3.3 Antimicrobial susceptibility pattern of S. aureus
The antimicrobial susceptibility testing of 38 S. aureus, azithromycin exhibited the highest sensitivity at 32/38 (84.2%), followed by clindamycin 28/38 (73.8%) and ciprofloxacin 27/38 (71.0%). Conversely, penicillin and gentamicin showed the highest resistance rates, at 19/38 (50.0%) and 16/38 (42.1%), respectively (Table 2). Of the total S. aureus isolates, 14/38 (36.8%) were methicillin-resistant S. aureus (MRSA), and 24/38 (63.2%) were methicillin-sensitive S. aureus (MSSA). Among the MRSA cases, 9/14 (64.3%) were males and 5/14 (35.7%) were females. For MSSA, 14/24 (58.3%) were male and 10/24 (41.7%) were females. Overall, males accounted for 22/38 (57.9%) of the total isolates, and females for 16/38 (42.1%). MRSA was most commonly isolated from individuals aged 31–50 years 6/14 (42.8%), followed by those older than 51 years 4/14 (28.6%).
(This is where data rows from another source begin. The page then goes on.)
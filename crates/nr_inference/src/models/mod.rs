use std::sync::Arc;
use nr_core::{Error, InferenceModel, Result};
use tracing::info;
use crate::Config;

pub mod deepseek;
pub mod dummy;

pub use deepseek::DeepSeekModel;
pub use dummy::DummyModel;

/// Build the model named in `config.model_name`, defaulting to DeepSeek.
pub async fn create_model(config: Option<Config>) -> Result<Arc<dyn InferenceModel>> {
    let config = config.unwrap_or_default();
    let name = config
        .model_name
        .clone()
        .unwrap_or_else(|| "deepseek".to_string());

    let model: Arc<dyn InferenceModel> = match name.to_ascii_lowercase().as_str() {
        "deepseek" => {
            let mut model = DeepSeekModel::new(config.api_key.clone())?;
            if let Some(url) = config.model_url.as_deref() {
                model = model.with_base_url(url);
            }
            Arc::new(model)
        }
        "dummy" => Arc::new(DummyModel::new(Some(config)).await?),
        other => return Err(Error::Inference(format!("Unknown model: {}", other))),
    };
    info!(model = model.name(), "Inference model ready");
    Ok(model)
}
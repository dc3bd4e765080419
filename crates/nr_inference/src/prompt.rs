/// Build the fixed summarization prompt for one article.
pub fn summary_prompt(title: &str, content: &str) -> String {
    format!(
        "Summarize the following article in a concise paragraph:\n\n---\n\nTitle: {}\n\n{}",
        title, content
    )
}
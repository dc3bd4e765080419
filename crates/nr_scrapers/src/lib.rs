pub mod fetcher;
pub mod manager;
pub mod scrapers;

pub use fetcher::{HttpFetcher, Page, PageFetcher};
pub use manager::{ScraperManager, DEFAULT_MAX_FEED_ITEMS};
pub use scrapers::Scraper;

pub mod prelude {
    pub use super::scrapers::{Scraper, ScraperType};
    pub use super::{HttpFetcher, Page, PageFetcher, ScraperManager};
    pub use nr_core::{FetchedArticle, Result, Error};
}
//! Strategy Registry Port (Driven Port)
//!
//! Resolves submitted strategy identifiers to registered strategy handles.
//! Resolution happens before any evaluator work so unknown identifiers fail
//! the job without burning a worker slot.

use std::collections::HashMap;

use async_trait::async_trait;
use parking_lot::RwLock;
use thiserror::Error;

use crate::domain::parameters::ParameterSet;

/// Errors from strategy resolution.
#[derive(Debug, Error, Clone, PartialEq, Eq)]
pub enum StrategyError {
    /// No strategy is registered under the identifier.
    #[error("Strategy not found: {strategy_id}")]
    NotFound {
        /// The identifier that failed to resolve.
        strategy_id: String,
    },
}

/// A resolved strategy registration.
#[derive(Debug, Clone)]
pub struct StrategyHandle {
    /// Stable identifier used in submissions.
    pub id: String,
    /// Human-readable name.
    pub name: String,
    /// Parameter defaults applied beneath submitted overrides.
    pub default_params: ParameterSet,
}

/// Port for looking up registered strategies.
#[cfg_attr(test, mockall::automock)]
#[async_trait]
pub trait StrategyRegistryPort: Send + Sync {
    /// Resolve an identifier to its handle.
    ///
    /// # Errors
    ///
    /// Returns [`StrategyError::NotFound`] for unregistered identifiers.
    async fn resolve(&self, strategy_id: &str) -> Result<StrategyHandle, StrategyError>;
}

/// Process-local strategy registry.
#[derive(Debug, Default)]
pub struct InMemoryStrategyRegistry {
    strategies: RwLock<HashMap<String, StrategyHandle>>,
}

impl InMemoryStrategyRegistry {
    /// Create an empty registry.
    #[must_use]
    pub fn new() -> Self {
        Self::default()
    }

    /// Register a handle, replacing any prior registration under its id.
    pub fn register(&self, handle: StrategyHandle) {
        self.strategies.write().insert(handle.id.clone(), handle);
    }

    /// Number of registered strategies.
    #[must_use]
    pub fn len(&self) -> usize {
        self.strategies.read().len()
    }

    /// Whether the registry is empty.
    #[must_use]
    pub fn is_empty(&self) -> bool {
        self.strategies.read().is_empty()
    }
}

#[async_trait]
impl StrategyRegistryPort for InMemoryStrategyRegistry {
    async fn resolve(&self, strategy_id: &str) -> Result<StrategyHandle, StrategyError> {
        self.strategies
            .read()
            .get(strategy_id)
            .cloned()
            .ok_or_else(|| StrategyError::NotFound {
                strategy_id: strategy_id.to_string(),
            })
    }
}

#[cfg(test)]
mod tests {
    use crate::domain::parameters::ParamValue;

    use super::*;

    fn sma_cross() -> StrategyHandle {
        let mut defaults = ParameterSet::new();
        defaults.insert("fast".to_string(), ParamValue::Int(10));
        defaults.insert("slow".to_string(), ParamValue::Int(30));
        StrategyHandle {
            id: "sma_cross".to_string(),
            name: "SMA Crossover".to_string(),
            default_params: defaults,
        }
    }

    #[tokio::test]
    async fn resolves_registered_strategy() {
        let registry = InMemoryStrategyRegistry::new();
        registry.register(sma_cross());

        let handle = registry.resolve("sma_cross").await.unwrap();
        assert_eq!(handle.name, "SMA Crossover");
        assert_eq!(handle.default_params.get("fast"), Some(&ParamValue::Int(10)));
    }

    #[tokio::test]
    async fn unknown_strategy_is_not_found() {
        let registry = InMemoryStrategyRegistry::new();

        let err = registry.resolve("missing").await.unwrap_err();
        assert_eq!(
            err,
            StrategyError::NotFound {
                strategy_id: "missing".to_string()
            }
        );
    }
}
No MRSA was identified in the 11–20-year age group. Regarding residence, a higher proportion of MRSA isolates were from rural areas 9/14 (64.3%) compared to urban areas 5/14 (35.7%) (Table 3).

Table 2. Antimicrobial susceptibility patterns of S. aureus isolate from patients suspected for bacterial infection at Debre Markos Comprehensive Specialized Hospital, Northwest Ethiopia, 2024 (N = 38).

Table 3. Methicillin susceptibility pattern of S. aureus against sociodemographic characteristics among patients suspected for bacterial infection at Debre Markos Comprehensive Specialized Hospital, Northwest Ethiopia, 2024 (N = 38).
Of total isolates from blood, 5/12 (41.7%) were MRSA and 7/12 (58.3%) MSSA. A total of 9 isolates were obtained from urine, with 3/9 (33.3%) being MRSA and 6/9 (66.7%) MSSA. Wound samples also yielded 9 isolates, including 4/9 (44.4%) MRSA and 5/9 (55.6%) MSSA. Among the isolates from eye swabs, 2/5 (40%) were MRSA and 3/5 (60%) MSSA (Table 3).
Among the isolates from blood specimens, high resistance was observed to tetracycline 7/12 (58.3%) and penicillin 6/12 (50%). In contrast, the highest susceptibility rates were recorded for azithromycin 9/12 (75%), ciprofloxacin 9/12 (75%), and clindamycin 9/12 (75%). Similarly, among isolates from urine samples, notable resistance was seen to penicillin 5/9 (55.6%) and gentamicin 3/9 (33.3%). However, ciprofloxacin and clindamycin remained effective, with 7/9 (77.8%) of isolates to each. Among isolates from wound swabs 4/9 (44.4%) were resistant to cefoxitin, suggesting MRSA (Figure 2).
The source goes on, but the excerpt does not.